US investigators have disclosed that a United Airlines Boeing 767-300ER sustained substantial upper fuselage damage while landing in Houston, after its nose-wheel bounced heavily on the runway.
The twinjet’s fuselage crown was wrinkled as a result of the 29 July accident, as the aircraft arrived from Newark.
Preliminary inquiries reveal that the 767 – with the first officer as flying pilot – was following the DOOBI2 arrival pattern for an ILS approach to runway 26L.
The aircraft had executed a stable approach, with normal touchdown on the main landing-gear, according to the crew, says the US National Transportation Safety Board.
Flight-data recorder information found that both main gear initially touched down, but the right-hand gear lifted off as the aircraft rolled to the left.
According to the first officer, he had kept aft pressure on the yoke in order to prevent the nose-wheel from hitting the runway, but that it made runway contact with “abnormal” force.
Flight data shows the nose-gear impact was 1.4g, and the nose-wheel bounced. The first officer reacted by pulling the yoke aft, in a bid to stop the nose-wheel hitting the runway again.

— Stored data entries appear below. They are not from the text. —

//! Migration orchestrator.
//!
//! Given the previous snapshot of a table (if any) and the current one,
//! the [`Migrator`] produces the ordered list of operations that brings the
//! database from the first to the second, along with the snapshot to keep
//! as the next baseline.

use serde::{Deserialize, Serialize};
use tracing::{debug, warn};

use crate::classify::classify;
use crate::dialect::MigrationDialect;
use crate::differ::ConstraintDiffer;
use crate::error::Result;
use crate::grammar::KeywordMatching;
use crate::operations::{ColumnDefinition, MigrationOperation};
use crate::snapshot::{Describe, Snapshot};

/// Options for the migrator.
#[derive(Debug, Clone, Copy, Default, PartialEq, Eq, Serialize, Deserialize)]
pub struct MigratorOptions {
    /// Never emit DROP COLUMN.
    pub safe: bool,
    /// How clause keywords are located in column bodies.
    pub keyword_matching: KeywordMatching,
}

impl MigratorOptions {
    /// Creates default options.
    #[must_use]
    pub fn new() -> Self {
        Self::default()
    }

    /// Enables safe mode.
    #[must_use]
    pub const fn safe(mut self) -> Self {
        self.safe = true;
        self
    }

    /// Sets the keyword matching strategy.
    #[must_use]
    pub const fn with_keyword_matching(mut self, matching: KeywordMatching) -> Self {
        self.keyword_matching = matching;
        self
    }
}

/// Output of a migration run.
#[derive(Debug, Clone, PartialEq, Eq)]
pub struct Migration {
    /// Table the operations apply to.
    pub table: String,
    /// Operations, in the order they must run.
    pub operations: Vec<MigrationOperation>,
    /// The new snapshot, to persist as the next baseline.
    pub snapshot: Snapshot,
}

impl Migration {
    /// Returns true if there is nothing to apply.
    #[must_use]
    pub fn is_empty(&self) -> bool {
        self.operations.is_empty()
    }

    /// Renders every operation with the given dialect.
    #[must_use]
    pub fn to_sql(&self, dialect: &impl MigrationDialect) -> Vec<String> {
        self.operations
            .iter()
            .map(|op| dialect.generate_sql(op))
            .collect()
    }
}

/// Computes migrations between table snapshots.
#[derive(Debug, Default)]
pub struct Migrator {
    options: MigratorOptions,
}

impl Migrator {
    /// Creates a migrator with default options.
    #[must_use]
    pub fn new() -> Self {
        Self::default()
    }

    /// Creates a migrator with custom options.
    #[must_use]
    pub const fn with_options(options: MigratorOptions) -> Self {
        Self { options }
    }

    /// Returns the options in use.
    #[must_use]
    pub const fn options(&self) -> &MigratorOptions {
        &self.options
    }

    /// Computes the migration from `old` to `new` for `table`.
    ///
    /// Without an old snapshot the result is a single CREATE TABLE listing
    /// the persisted fields of `new`. Otherwise operations are ordered as
    /// drops, renames, per-field constraint changes, then adds.
    ///
    /// # Errors
    ///
    /// Returns an error if a references clause cannot be parsed. No partial
    /// result is returned.
    pub fn migrate(&self, table: &str, old: Option<&Snapshot>, new: &Snapshot) -> Result<Migration> {
        let operations = match old {
            None => vec![Self::create_table(table, new)],
            Some(old) => self.diff(table, old, new)?,
        };
        debug!(table, operations = operations.len(), "Computed migration");

        Ok(Migration {
            table: table.to_string(),
            operations,
            snapshot: new.clone(),
        })
    }

    /// Migrates a described record type from `old` to its current snapshot.
    ///
    /// # Errors
    ///
    /// See [`Migrator::migrate`].
    pub fn migrate_described<T: Describe>(&self, old: Option<&Snapshot>) -> Result<Migration> {
        self.migrate(T::TABLE_NAME, old, &T::describe())
    }

    /// Builds the CREATE TABLE for a snapshot.
    #[must_use]
    pub fn create_table(table: &str, snapshot: &Snapshot) -> MigrationOperation {
        let columns = snapshot
            .columns()
            .map(|(name, body)| ColumnDefinition::new(name, body))
            .collect();
        MigrationOperation::create_table(table, columns)
    }

    fn diff(&self, table: &str, old: &Snapshot, new: &Snapshot) -> Result<Vec<MigrationOperation>> {
        let classification = classify(old, new);
        let differ = ConstraintDiffer::new(self.options.safe, self.options.keyword_matching);
        let mut operations = Vec::new();

        for (id, field) in &classification.removed {
            if !field.is_persisted() {
                continue;
            }
            if self.options.safe {
                warn!(table, field = id, column = %field.name, "Safe mode: not dropping column");
                continue;
            }
            operations.push(MigrationOperation::drop_column(table, &field.name));
        }

        for renamed in &classification.renamed {
            debug!(table, field = renamed.id, from = renamed.old_name, to = renamed.new_name, "Renaming column");
            operations.push(MigrationOperation::rename_column(
                table,
                renamed.old_name,
                renamed.new_name,
            ));
        }

        for changed in &classification.changed {
            debug!(table, field = changed.id, "Constraint spec changed");
            operations.extend(differ.diff_field(table, changed.old, changed.new)?);
        }

        for (id, field) in &classification.added {
            if let Some(body) = field.column_body() {
                debug!(table, field = id, "Adding column");
                operations.push(MigrationOperation::add_column(table, &field.name, body));
            }
        }

        Ok(operations)
    }
}
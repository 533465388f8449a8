//! Database dialect implementations.
//!
//! Each dialect knows how to render migration operations as SQL for its
//! database system.

mod postgres;

pub use postgres::PostgresDialect;

use crate::operations::MigrationOperation;

/// Trait for database-specific SQL generation.
pub trait MigrationDialect: Send + Sync {
    /// Returns the dialect name.
    fn name(&self) -> &'static str;

    /// Generates the SQL statement for a migration operation.
    fn generate_sql(&self, operation: &MigrationOperation) -> String;

    /// Quote an identifier (column name, constraint name, etc.).
    fn quote_identifier(&self, name: &str) -> String {
        format!("\"{}\"", name.replace('"', "\"\""))
    }

    /// Quote a possibly schema-qualified table name, segment by segment.
    fn quote_table(&self, name: &str) -> String {
        name.split('.')
            .map(|segment| self.quote_identifier(segment))
            .collect::<Vec<_>>()
            .join(".")
    }
}
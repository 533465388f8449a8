//! Migration operations.
//!
//! This module defines every schema change the engine can emit. Operations
//! are plain data; a [`MigrationDialect`](crate::dialect::MigrationDialect)
//! turns them into SQL text.

use serde::{Deserialize, Serialize};

use crate::grammar::ReferenceAction;

/// Suffix of the primary key constraint name (`<table>_pk`).
pub const PRIMARY_KEY_SUFFIX: &str = "pk";
/// Suffix of unique constraint names (`<table>_<column>_key`).
pub const UNIQUE_SUFFIX: &str = "key";
/// Suffix of foreign key constraint names (`<table>_<column>_fk`).
pub const FOREIGN_KEY_SUFFIX: &str = "fk";
/// Suffix of check constraint names (`<table>_<column>_check`).
pub const CHECK_SUFFIX: &str = "check";

/// Returns the table name without any schema qualifier.
#[must_use]
pub fn unqualified(table: &str) -> &str {
    table.rsplit('.').next().unwrap_or(table)
}

/// Builds the conventional name of a per-column constraint.
#[must_use]
pub fn constraint_name(table: &str, column: &str, suffix: &str) -> String {
    format!("{}_{column}_{suffix}", unqualified(table))
}

/// Builds the conventional name of the table's primary key constraint.
#[must_use]
pub fn primary_key_name(table: &str) -> String {
    format!("{}_{PRIMARY_KEY_SUFFIX}", unqualified(table))
}

/// A column as written in a CREATE TABLE or ADD COLUMN statement.
#[derive(Debug, Clone, PartialEq, Eq, Serialize, Deserialize)]
pub struct ColumnDefinition {
    /// Column name.
    pub name: String,
    /// Type and clauses, verbatim from the column body.
    pub definition: String,
}

impl ColumnDefinition {
    /// Creates a new column definition.
    #[must_use]
    pub fn new(name: impl Into<String>, definition: impl Into<String>) -> Self {
        Self {
            name: name.into(),
            definition: definition.into(),
        }
    }
}

/// Target of a foreign key constraint.
#[derive(Debug, Clone, PartialEq, Eq, Serialize, Deserialize)]
pub struct ForeignKeyReference {
    /// Referenced table.
    pub table: String,
    /// Referenced column.
    pub column: String,
    /// ON UPDATE action.
    pub on_update: ReferenceAction,
    /// ON DELETE action.
    pub on_delete: ReferenceAction,
}

impl ForeignKeyReference {
    /// Creates a reference with `NO ACTION` for both events.
    #[must_use]
    pub fn new(table: impl Into<String>, column: impl Into<String>) -> Self {
        Self {
            table: table.into(),
            column: column.into(),
            on_update: ReferenceAction::NoAction,
            on_delete: ReferenceAction::NoAction,
        }
    }

    /// Sets the ON UPDATE action.
    #[must_use]
    pub fn on_update(mut self, action: ReferenceAction) -> Self {
        self.on_update = action;
        self
    }

    /// Sets the ON DELETE action.
    #[must_use]
    pub fn on_delete(mut self, action: ReferenceAction) -> Self {
        self.on_delete = action;
        self
    }
}

/// A single migration operation.
#[derive(Debug, Clone, PartialEq, Eq, Serialize, Deserialize)]
pub enum MigrationOperation {
    /// Create the table from scratch.
    CreateTable {
        /// Table name.
        table: String,
        /// Column definitions in declaration order.
        columns: Vec<ColumnDefinition>,
        /// Whether to use IF NOT EXISTS.
        if_not_exists: bool,
    },

    /// Drop a column.
    DropColumn {
        /// Table name.
        table: String,
        /// Column name.
        column: String,
    },

    /// Add a column.
    AddColumn {
        /// Table name.
        table: String,
        /// Column definition.
        column: ColumnDefinition,
    },

    /// Rename a column.
    RenameColumn {
        /// Table name.
        table: String,
        /// Old column name.
        old_name: String,
        /// New column name.
        new_name: String,
    },

    /// Change a column's type, casting existing values.
    AlterColumnType {
        /// Table name.
        table: String,
        /// Column name.
        column: String,
        /// New type, verbatim from the column body.
        data_type: String,
    },

    /// Add NOT NULL.
    SetNotNull {
        /// Table name.
        table: String,
        /// Column name.
        column: String,
    },

    /// Remove NOT NULL.
    DropNotNull {
        /// Table name.
        table: String,
        /// Column name.
        column: String,
    },

    /// Set the column default.
    SetDefault {
        /// Table name.
        table: String,
        /// Column name.
        column: String,
        /// Raw SQL default expression.
        expression: String,
    },

    /// Remove the column default.
    DropDefault {
        /// Table name.
        table: String,
        /// Column name.
        column: String,
    },

    /// Make the column the table's primary key.
    AddPrimaryKey {
        /// Table name.
        table: String,
        /// Column name.
        column: String,
    },

    /// Drop the table's primary key constraint.
    DropPrimaryKey {
        /// Table name.
        table: String,
    },

    /// Add a unique constraint on the column.
    AddUnique {
        /// Table name.
        table: String,
        /// Column name.
        column: String,
    },

    /// Drop the column's unique constraint.
    DropUnique {
        /// Table name.
        table: String,
        /// Column name.
        column: String,
    },

    /// Add a foreign key constraint on the column.
    AddForeignKey {
        /// Table name.
        table: String,
        /// Column name.
        column: String,
        /// Referenced table, column, and actions.
        reference: ForeignKeyReference,
    },

    /// Drop the column's foreign key constraint.
    DropForeignKey {
        /// Table name.
        table: String,
        /// Column name.
        column: String,
    },

    /// Add a check constraint on the column.
    AddCheck {
        /// Table name.
        table: String,
        /// Column name.
        column: String,
        /// Check expression including its outer parentheses.
        expression: String,
    },

    /// Drop the column's check constraint.
    DropCheck {
        /// Table name.
        table: String,
        /// Column name.
        column: String,
    },
}

impl MigrationOperation {
    // Convenience constructors

    /// Creates a CreateTable operation.
    #[must_use]
    pub fn create_table(table: impl Into<String>, columns: Vec<ColumnDefinition>) -> Self {
        Self::CreateTable {
            table: table.into(),
            columns,
            if_not_exists: true,
        }
    }

    /// Creates a DropColumn operation.
    #[must_use]
    pub fn drop_column(table: impl Into<String>, column: impl Into<String>) -> Self {
        Self::DropColumn {
            table: table.into(),
            column: column.into(),
        }
    }

    /// Creates an AddColumn operation.
    #[must_use]
    pub fn add_column(
        table: impl Into<String>,
        column: impl Into<String>,
        definition: impl Into<String>,
    ) -> Self {
        Self::AddColumn {
            table: table.into(),
            column: ColumnDefinition::new(column, definition),
        }
    }

    /// Creates a RenameColumn operation.
    #[must_use]
    pub fn rename_column(
        table: impl Into<String>,
        old_name: impl Into<String>,
        new_name: impl Into<String>,
    ) -> Self {
        Self::RenameColumn {
            table: table.into(),
            old_name: old_name.into(),
            new_name: new_name.into(),
        }
    }

    /// Creates an AlterColumnType operation.
    #[must_use]
    pub fn alter_column_type(
        table: impl Into<String>,
        column: impl Into<String>,
        data_type: impl Into<String>,
    ) -> Self {
        Self::AlterColumnType {
            table: table.into(),
            column: column.into(),
            data_type: data_type.into(),
        }
    }

    /// Returns the table this operation applies to.
    #[must_use]
    pub fn table(&self) -> &str {
        match self {
            Self::CreateTable { table, .. }
            | Self::DropColumn { table, .. }
            | Self::AddColumn { table, .. }
            | Self::RenameColumn { table, .. }
            | Self::AlterColumnType { table, .. }
            | Self::SetNotNull { table, .. }
            | Self::DropNotNull { table, .. }
            | Self::SetDefault { table, .. }
            | Self::DropDefault { table, .. }
            | Self::AddPrimaryKey { table, .. }
            | Self::DropPrimaryKey { table }
            | Self::AddUnique { table, .. }
            | Self::DropUnique { table, .. }
            | Self::AddForeignKey { table, .. }
            | Self::DropForeignKey { table, .. }
            | Self::AddCheck { table, .. }
            | Self::DropCheck { table, .. } => table,
        }
    }

    /// Returns true if applying this operation can lose data.
    #[must_use]
    pub fn is_destructive(&self) -> bool {
        matches!(self, Self::DropColumn { .. })
    }

    /// Returns a human-readable description of this operation.
    #[must_use]
    pub fn description(&self) -> String {
        match self {
            Self::CreateTable { table, columns, .. } => {
                format!("Create table '{table}' with {} column(s)", columns.len())
            }
            Self::DropColumn { table, column } => {
                format!("Drop column '{column}' from table '{table}'")
            }
            Self::AddColumn { table, column } => {
                format!("Add column '{}' to table '{table}'", column.name)
            }
            Self::RenameColumn {
                table,
                old_name,
                new_name,
            } => format!("Rename column '{old_name}' to '{new_name}' in table '{table}'"),
            Self::AlterColumnType {
                table,
                column,
                data_type,
            } => format!("Change type of '{table}.{column}' to {data_type}"),
            Self::SetNotNull { table, column } => format!("Set '{table}.{column}' NOT NULL"),
            Self::DropNotNull { table, column } => format!("Drop NOT NULL on '{table}.{column}'"),
            Self::SetDefault {
                table,
                column,
                expression,
            } => format!("Set default of '{table}.{column}' to {expression}"),
            Self::DropDefault { table, column } => format!("Drop default of '{table}.{column}'"),
            Self::AddPrimaryKey { table, column } => {
                format!("Add primary key on '{table}.{column}'")
            }
            Self::DropPrimaryKey { table } => {
                format!("Drop primary key '{}'", primary_key_name(table))
            }
            Self::AddUnique { table, column } => format!(
                "Add unique constraint '{}'",
                constraint_name(table, column, UNIQUE_SUFFIX)
            ),
            Self::DropUnique { table, column } => format!(
                "Drop unique constraint '{}'",
                constraint_name(table, column, UNIQUE_SUFFIX)
            ),
            Self::AddForeignKey {
                table,
                column,
                reference,
            } => format!(
                "Add foreign key '{}' referencing '{}'",
                constraint_name(table, column, FOREIGN_KEY_SUFFIX),
                reference.table
            ),
            Self::DropForeignKey { table, column } => format!(
                "Drop foreign key '{}'",
                constraint_name(table, column, FOREIGN_KEY_SUFFIX)
            ),
            Self::AddCheck { table, column, .. } => format!(
                "Add check constraint '{}'",
                constraint_name(table, column, CHECK_SUFFIX)
            ),
            Self::DropCheck { table, column } => format!(
                "Drop check constraint '{}'",
                constraint_name(table, column, CHECK_SUFFIX)
            ),
        }
    }
}
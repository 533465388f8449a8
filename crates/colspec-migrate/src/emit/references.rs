//! Foreign key emitter and references clause parser.
//!
//! The clause grammar is
//!
//! ```text
//! references <table>(<column>[,<column>]*) [on update <action>] [on delete <action>]
//! <action> = restrict | cascade | no action | set null | set default
//! ```
//!
//! Parsing is a small state machine over the space-separated tokens of the
//! column body. Tokens before `references` and unrelated tokens after the
//! target (other clauses) are skipped.

use tracing::debug;

use super::ColumnRef;
use crate::differ::Transition;
use crate::error::{MigrateError, Result};
use crate::grammar::{ReferenceAction, ReferenceTrigger};
use crate::operations::{ForeignKeyReference, MigrationOperation};

/// Result of scanning a body for a references clause.
#[derive(Debug, Clone, PartialEq, Eq, Default)]
pub struct ReferenceClause {
    /// Referenced table and columns, if the target was complete.
    pub target: Option<(String, Vec<String>)>,
    /// ON UPDATE action.
    pub on_update: ReferenceAction,
    /// ON DELETE action.
    pub on_delete: ReferenceAction,
}

impl ReferenceClause {
    /// Converts into the foreign key reference of `col`.
    ///
    /// A missing target is an [`MigrateError::IncompleteReference`]. A
    /// target listing several columns cannot be referenced from a single
    /// column and is a [`MigrateError::CompositeReference`].
    pub fn into_reference(self, col: ColumnRef<'_>) -> Result<ForeignKeyReference> {
        let Some((table, mut columns)) = self.target else {
            return Err(MigrateError::IncompleteReference {
                table: col.table.to_string(),
                column: col.column.to_string(),
            });
        };
        if columns.len() != 1 {
            return Err(MigrateError::CompositeReference {
                table: col.table.to_string(),
                column: col.column.to_string(),
                target: format!("{table}({})", columns.join(", ")),
            });
        }
        let column = columns.remove(0);
        Ok(ForeignKeyReference::new(table, column)
            .on_update(self.on_update)
            .on_delete(self.on_delete))
    }
}

#[derive(Debug)]
enum State {
    /// Looking for the `references` keyword.
    Seeking,
    /// Collecting `table(column)`, possibly spread over several tokens.
    Target(String),
    /// Target parsed; looking for `on`.
    AfterTarget,
    /// Saw `on`; expecting `update` or `delete`.
    On,
    /// Expecting an action word.
    Action(ReferenceTrigger),
    /// Saw `set`; expecting `null` or `default`.
    Set(ReferenceTrigger),
    /// Saw `no`; expecting `action`.
    No(ReferenceTrigger),
    /// Target was malformed; nothing more to read.
    Done,
}

/// Parses the references clause out of a tokenized column body.
///
/// An unknown action, or `set`/`no` followed by the wrong word, is a
/// syntax error. A missing or malformed target is not an error here; it
/// leaves [`ReferenceClause::target`] empty.
pub fn parse(col: ColumnRef<'_>, tokens: &[&str]) -> Result<ReferenceClause> {
    let mut clause = ReferenceClause::default();
    let mut state = State::Seeking;

    for &token in tokens {
        state = match state {
            State::Seeking if token == "references" => State::Target(String::new()),
            State::Seeking => State::Seeking,

            State::Target(mut buffer) => {
                // `users (id)` is accepted, `users id` is not.
                if !buffer.is_empty() && !buffer.contains('(') && !token.starts_with('(') {
                    State::Done
                } else {
                    if !buffer.is_empty() {
                        buffer.push(' ');
                    }
                    buffer.push_str(token);
                    if buffer.contains(')') {
                        clause.target = parse_target(&buffer);
                        if clause.target.is_some() {
                            State::AfterTarget
                        } else {
                            State::Done
                        }
                    } else {
                        State::Target(buffer)
                    }
                }
            }

            State::AfterTarget | State::On if token == "on" => State::On,
            State::AfterTarget => State::AfterTarget,
            State::On => match token {
                "update" => State::Action(ReferenceTrigger::Update),
                "delete" => State::Action(ReferenceTrigger::Delete),
                _ => State::AfterTarget,
            },

            State::Action(trigger) => match token {
                "set" => State::Set(trigger),
                "no" => State::No(trigger),
                word => match ReferenceAction::from_word(word) {
                    Some(action) => {
                        assign(&mut clause, trigger, action);
                        State::AfterTarget
                    }
                    None => return Err(unknown_action(col, trigger, word.to_string())),
                },
            },

            State::Set(trigger) => match ReferenceAction::from_set_target(token) {
                Some(action) => {
                    assign(&mut clause, trigger, action);
                    State::AfterTarget
                }
                None => return Err(invalid_set(col, trigger, token)),
            },

            State::No(trigger) if token == "action" => {
                assign(&mut clause, trigger, ReferenceAction::NoAction);
                State::AfterTarget
            }
            State::No(trigger) => return Err(unknown_action(col, trigger, format!("no {token}"))),

            State::Done => State::Done,
        };
    }

    match state {
        State::Set(trigger) => Err(invalid_set(col, trigger, "")),
        State::No(trigger) => Err(unknown_action(col, trigger, "no".to_string())),
        _ => Ok(clause),
    }
}

/// Emits foreign key changes.
///
/// Remove and Update drop the existing `<table>_<column>_fk` constraint
/// first; Add and Update then add the parsed constraint. A missing or
/// composite target on Add or Update is an error.
pub fn emit(
    col: ColumnRef<'_>,
    transition: Transition,
    tokens: &[&str],
) -> Result<Vec<MigrationOperation>> {
    let mut operations = Vec::new();
    if transition.drops_existing() {
        operations.push(MigrationOperation::DropForeignKey {
            table: col.table.to_string(),
            column: col.column.to_string(),
        });
    }
    if transition.adds_new() {
        let reference = parse(col, tokens)?.into_reference(col)?;
        debug!(
            table = col.table,
            column = col.column,
            references = %reference.table,
            "Parsed references clause"
        );
        operations.push(MigrationOperation::AddForeignKey {
            table: col.table.to_string(),
            column: col.column.to_string(),
            reference,
        });
    }
    Ok(operations)
}

fn parse_target(text: &str) -> Option<(String, Vec<String>)> {
    let (table, rest) = text.split_once('(')?;
    let (columns, _) = rest.split_once(')')?;
    let table = table.trim();
    let columns: Vec<String> = columns
        .split(',')
        .map(str::trim)
        .filter(|c| !c.is_empty())
        .map(str::to_string)
        .collect();
    if table.is_empty() || columns.is_empty() {
        return None;
    }
    Some((table.to_string(), columns))
}

fn assign(clause: &mut ReferenceClause, trigger: ReferenceTrigger, action: ReferenceAction) {
    match trigger {
        ReferenceTrigger::Update => clause.on_update = action,
        ReferenceTrigger::Delete => clause.on_delete = action,
    }
}

fn unknown_action(col: ColumnRef<'_>, trigger: ReferenceTrigger, token: String) -> MigrateError {
    MigrateError::UnknownReferenceAction {
        table: col.table.to_string(),
        column: col.column.to_string(),
        trigger,
        token,
    }
}

fn invalid_set(col: ColumnRef<'_>, trigger: ReferenceTrigger, token: &str) -> MigrateError {
    MigrateError::InvalidSetAction {
        table: col.table.to_string(),
        column: col.column.to_string(),
        trigger,
        token: token.to_string(),
    }
}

But the aircraft’s speedbrakes deployed and its auto-brakes engaged, and the nose-wheel bounced for a second time, with a 1.6g impact.
As the first officer commanded reverse thrust, the 767’s right-hand reverser activated and the nose-wheel made runway contact again – this time with a 1.6g impact – and then the left-hand reverser deployed.
“The captain assumed control of the airplane and the remainder of the landing roll-out was normal with no risk of runway overrun or excursion,” says the inquiry.
None of the 202 occupants of the aircraft, including 193 passengers, was injured.
But examination of the 32-year old 767 revealed that its upper fuselage had sustained substantial wrinkling damage just forward of its Pratt & Whitney PW4000 engines.
Investigation have yet to draw conclusions about the accident, which occurred in daylight and good visibility with 5kt wind from the southwest. The aircraft (N641UA) has been in service with United since it was delivered new to the carrier in 1991.